**ACTION ITEM**.
With the line containing "for one category." as the start and the line containing "Self::Rings => AttributeProfile" as the end, transcribe that span of the entries below exactly, including both.

**Items listed in a dataset**.

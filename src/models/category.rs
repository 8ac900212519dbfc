//! Category tags and the variant attributes each one uses.
//!
//! The backend groups products by "sales group" name. Two of those names change
//! how variants are edited and submitted: rings (`Anillos`) must carry a size,
//! and necklaces (`Collares`) expose a free-text length. Every other tag is kept
//! verbatim and uses neither attribute.

use serde::{Deserialize, Serialize};
use std::fmt;

/// Tag used by the backend for rings.
pub const RINGS_TAG: &str = "Anillos";
/// Tag used by the backend for necklaces.
pub const NECKLACES_TAG: &str = "Collares";

/// How a category treats an optional variant attribute.
#[derive(Debug, Clone, Copy, PartialEq, Eq)]
pub enum AttributeRule {
    /// Must be present before a variant can be created
    Required,
    /// Shown and sent when present
    Optional,
    /// Not shown for this category
    Hidden,
}

impl AttributeRule {
    /// True unless the attribute is hidden.
    #[must_use]
    pub const fn is_visible(self) -> bool {
        !matches!(self, Self::Hidden)
    }
}

/// Attribute rules for one category.
#[derive(Debug, Clone, Copy, PartialEq, Eq)]
pub struct AttributeProfile {
    /// Size reference (`idTalla`)
    pub size: AttributeRule,
    /// Free-text length, local only
    pub length: AttributeRule,
}

/// Product category, keyed by the backend's sales-group name.
#[derive(Debug, Clone, PartialEq, Eq, Hash, Serialize, Deserialize)]
#[serde(from = "String", into = "String")]
pub enum Category {
    /// `Anillos`
    Rings,
    /// `Collares`
    Necklaces,
    /// Any other tag, kept as received
    Other(String),
}

impl Category {
    /// Maps a tag to a category. Matching is exact, as the backend sends it.
    #[must_use]
    pub fn from_tag(tag: &str) -> Self {
        match tag {
            RINGS_TAG => Self::Rings,
            NECKLACES_TAG => Self::Necklaces,
            other => Self::Other(other.to_string()),
        }
    }

    /// The tag as the backend spells it.
    #[must_use]
    pub fn as_str(&self) -> &str {
        match self {
            Self::Rings => RINGS_TAG,
            Self::Necklaces => NECKLACES_TAG,
            Self::Other(tag) => tag,
        }
    }

    /// Which optional attributes this category uses.
    #[must_use]
    pub const fn profile(&self) -> AttributeProfile {
        match self {
            Self::Rings => AttributeProfile {
                size: AttributeRule::Required,
                length: AttributeRule::Hidden,
            },
            Self::Necklaces => AttributeProfile {
                size: AttributeRule::Hidden,
                length: AttributeRule::Optional,
            },
            Self::Other(_) => AttributeProfile {
                size: AttributeRule::Hidden,
                length: AttributeRule::Hidden,
            },
        }
    }

    /// Shorthand for `profile().size == Required`.
    #[must_use]
    pub const fn requires_size(&self) -> bool {
        matches!(self.profile().size, AttributeRule::Required)
    }
}

impl From<String> for Category {
    fn from(value: String) -> Self {
        Self::from_tag(&value)
    }
}

impl From<Category> for String {
    fn from(value: Category) -> Self {
        value.as_str().to_string()
    }
}

impl fmt::Display for Category {
    fn fmt(&self, f: &mut fmt::Formatter<'_>) -> fmt::Result {
        f.write_str(self.as_str())
    }
}
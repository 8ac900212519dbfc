//! Application settings loading from catalog.toml
//!
//! Every key has a default, so a missing file or a partial one is fine. A file
//! that exists but does not parse is a configuration error.

use crate::errors::{Error, Result};
use serde::Deserialize;
use std::path::Path;
use std::time::Duration;

/// Default location of the settings file.
pub const DEFAULT_CONFIG_PATH: &str = "catalog.toml";

/// Configuration structure representing the entire catalog.toml file
#[derive(Debug, Clone, Default, PartialEq, Eq, Deserialize)]
#[serde(default)]
pub struct AppConfig {
    /// Remote catalog API settings
    pub api: ApiSettings,
    /// Catalog presentation defaults
    pub catalog: CatalogSettings,
}

/// `[api]` table
#[derive(Debug, Clone, PartialEq, Eq, Deserialize)]
#[serde(default)]
pub struct ApiSettings {
    /// Base URL of the backend, without the `/api/v1` suffix
    pub base_url: String,
    /// Upper bound for any single remote call
    pub request_timeout_secs: u64,
}

impl ApiSettings {
    #[must_use]
    pub const fn request_timeout(&self) -> Duration {
        Duration::from_secs(self.request_timeout_secs)
    }
}

impl Default for ApiSettings {
    fn default() -> Self {
        Self {
            base_url: super::api::DEFAULT_API_URL.to_string(),
            request_timeout_secs: 15,
        }
    }
}

/// `[catalog]` table
#[derive(Debug, Clone, PartialEq, Eq, Deserialize)]
#[serde(default)]
pub struct CatalogSettings {
    /// Category for groups the backend sends without a sales group
    pub default_category: String,
    /// Material label shown for every group
    pub material: String,
    /// Groups whose total stock is under this are flagged as low
    pub low_stock_threshold: u64,
}

impl Default for CatalogSettings {
    fn default() -> Self {
        Self {
            default_category: "Otros".to_string(),
            material: "Acero inoxidable 316L".to_string(),
            low_stock_threshold: 10,
        }
    }
}

/// Loads settings from a TOML file
///
/// # Errors
/// Returns an error if:
/// - The file cannot be read
/// - The TOML syntax is invalid
pub fn load_config<P: AsRef<Path>>(path: P) -> Result<AppConfig> {
    let path_ref = path.as_ref();
    tracing::debug!("Attempting to load configuration from: {:?}", path_ref);
    let contents = std::fs::read_to_string(path_ref).map_err(|e| Error::Config {
        message: format!("Failed to read config file {}: {e}", path_ref.display()),
    })?;

    parse_config(&contents).map_err(|e| Error::Config {
        message: format!("Failed to parse {}: {e}", path_ref.display()),
    })
}

/// Parses settings from TOML text.
pub fn parse_config(contents: &str) -> std::result::Result<AppConfig, toml::de::Error> {
    toml::from_str(contents)
}

/// Loads settings from `path` if it exists, defaults otherwise.
pub fn load_config_or_default<P: AsRef<Path>>(path: P) -> Result<AppConfig> {
    let path_ref = path.as_ref();
    if path_ref.exists() {
        load_config(path_ref)
    } else {
        tracing::info!(
            "No config file at {}, using defaults",
            path_ref.display()
        );
        Ok(AppConfig::default())
    }
}
//! Inventory workflow - ties the catalog view, the form session and the API.

use crate::api::{CatalogApi, with_timeout};
use crate::config::{AppConfig, CatalogSettings};
use crate::core::catalog::CatalogView;
use crate::core::session::FormSession;
use crate::errors::{Error, Result};
use crate::models::{Category, GroupId, ProductGroup};
use std::sync::Arc;
use std::time::Duration;
use tracing::{info, warn};

/// Catalog plus the one form that may be open over it.
pub struct Inventory {
    api: Arc<dyn CatalogApi>,
    settings: CatalogSettings,
    catalog: CatalogView,
    session: FormSession,
    timeout: Duration,
}

impl Inventory {
    #[must_use]
    pub fn new(api: Arc<dyn CatalogApi>, config: &AppConfig) -> Self {
        Self {
            api,
            catalog: CatalogView::new(config.catalog.low_stock_threshold),
            settings: config.catalog.clone(),
            session: FormSession::new(config.api.request_timeout()),
            timeout: config.api.request_timeout(),
        }
    }

    #[must_use]
    pub const fn catalog(&self) -> &CatalogView {
        &self.catalog
    }

    pub const fn catalog_mut(&mut self) -> &mut CatalogView {
        &mut self.catalog
    }

    #[must_use]
    pub const fn session(&self) -> &FormSession {
        &self.session
    }

    pub const fn session_mut(&mut self) -> &mut FormSession {
        &mut self.session
    }

    /// Shared handle to the backend, for work such as uploads that must run
    /// while the session is being edited.
    #[must_use]
    pub fn api_handle(&self) -> Arc<dyn CatalogApi> {
        Arc::clone(&self.api)
    }

    #[must_use]
    pub const fn timeout(&self) -> Duration {
        self.timeout
    }

    /// Fetches every group and replaces the catalog with them.
    ///
    /// # Errors
    /// Returns the API error; the catalog is left as it was.
    pub async fn load(&mut self) -> Result<usize> {
        let records = with_timeout("list groups", self.timeout, self.api.list_groups()).await?;
        let groups: Vec<ProductGroup> = records
            .into_iter()
            .map(|record| record.into_group(&self.settings))
            .collect();
        let count = groups.len();
        self.catalog.replace_all(groups);
        info!("Loaded {count} product groups");
        Ok(count)
    }

    /// Re-fetches one group and puts it into the catalog.
    ///
    /// # Errors
    /// Returns `Error::GroupNotFound` for an id the backend cannot know, or
    /// the API error.
    pub async fn refresh_group(&mut self, id: &GroupId) -> Result<&ProductGroup> {
        let remote_id = id
            .as_remote()
            .ok_or_else(|| Error::GroupNotFound { id: id.to_string() })?;
        let record = with_timeout("get group", self.timeout, self.api.get_group(remote_id)).await?;
        let group = record.into_group(&self.settings);
        self.catalog.upsert(group);
        self.catalog
            .get(id)
            .ok_or_else(|| Error::GroupNotFound { id: id.to_string() })
    }

    /// Opens the form for a new group of `category`.
    ///
    /// # Errors
    /// Returns `Error::InvalidSession` if a form is already open.
    pub async fn start_create(&mut self, category: Category) -> Result<()> {
        self.session
            .open_create(&self.api, category, &self.settings.material)
            .await
    }

    /// Opens the form for the catalog group `id`.
    ///
    /// # Errors
    /// Returns `Error::GroupNotFound` or `Error::InvalidSession`.
    pub async fn start_edit(&mut self, id: &GroupId) -> Result<()> {
        let group = self
            .catalog
            .get(id)
            .ok_or_else(|| Error::GroupNotFound { id: id.to_string() })?;
        self.session.open_edit(&self.api, group).await
    }

    pub async fn cancel(&mut self) {
        self.session.close().await;
    }

    /// Saves the open form. The saved group replaces its catalog entry, also
    /// when only some variant requests succeeded, so completed work stays
    /// visible.
    ///
    /// # Errors
    /// Returns the error of [`FormSession::submit`].
    pub async fn save(&mut self) -> Result<ProductGroup> {
        match self.session.submit(self.api.as_ref(), self.timeout).await {
            Ok(group) => {
                self.catalog.upsert(group.clone());
                Ok(group)
            }
            Err(Error::PartialBatch(failure)) => {
                warn!("Saved with failures: {failure}");
                if let Some(draft) = self.session.draft() {
                    let draft = draft.clone();
                    self.catalog.upsert(draft);
                }
                Err(Error::PartialBatch(failure))
            }
            Err(e) => Err(e),
        }
    }

    /// Removes a group from the view only.
    ///
    /// # Errors
    /// Returns `Error::GroupNotFound` if the group is not in the catalog.
    pub fn delete_group(&mut self, id: &GroupId) -> Result<ProductGroup> {
        let removed = self.catalog.remove_group(id)?;
        info!("Removed group {id} from the catalog view");
        Ok(removed)
    }
}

**YOUR SOLUTION**.
/// Attribute rules for one category.
#[derive(Debug, Clone, Copy, PartialEq, Eq)]
pub struct AttributeProfile {
    /// Size reference (`idTalla`)
    pub size: AttributeRule,
    /// Free-text length, local only
    pub length: AttributeRule,
}

/// Product category, keyed by the backend's sales-group name.
#[derive(Debug, Clone, PartialEq, Eq, Hash, Serialize, Deserialize)]
#[serde(from = "String", into = "String")]
pub enum Category {
    /// `Anillos`
    Rings,
    /// `Collares`
    Necklaces,
    /// Any other tag, kept as received
    Other(String),
}

impl Category {
    /// Maps a tag to a category. Matching is exact, as the backend sends it.
    #[must_use]
    pub fn from_tag(tag: &str) -> Self {
        match tag {
            RINGS_TAG => Self::Rings,
            NECKLACES_TAG => Self::Necklaces,
            other => Self::Other(other.to_string()),
        }
    }

    /// The tag as the backend spells it.
    #[must_use]
    pub fn as_str(&self) -> &str {
        match self {
            Self::Rings => RINGS_TAG,
            Self::Necklaces => NECKLACES_TAG,
            Self::Other(tag) => tag,
        }
    }

    /// Which optional attributes this category uses.
    #[must_use]
    pub const fn profile(&self) -> AttributeProfile {
        match self {
            Self::Rings => AttributeProfile {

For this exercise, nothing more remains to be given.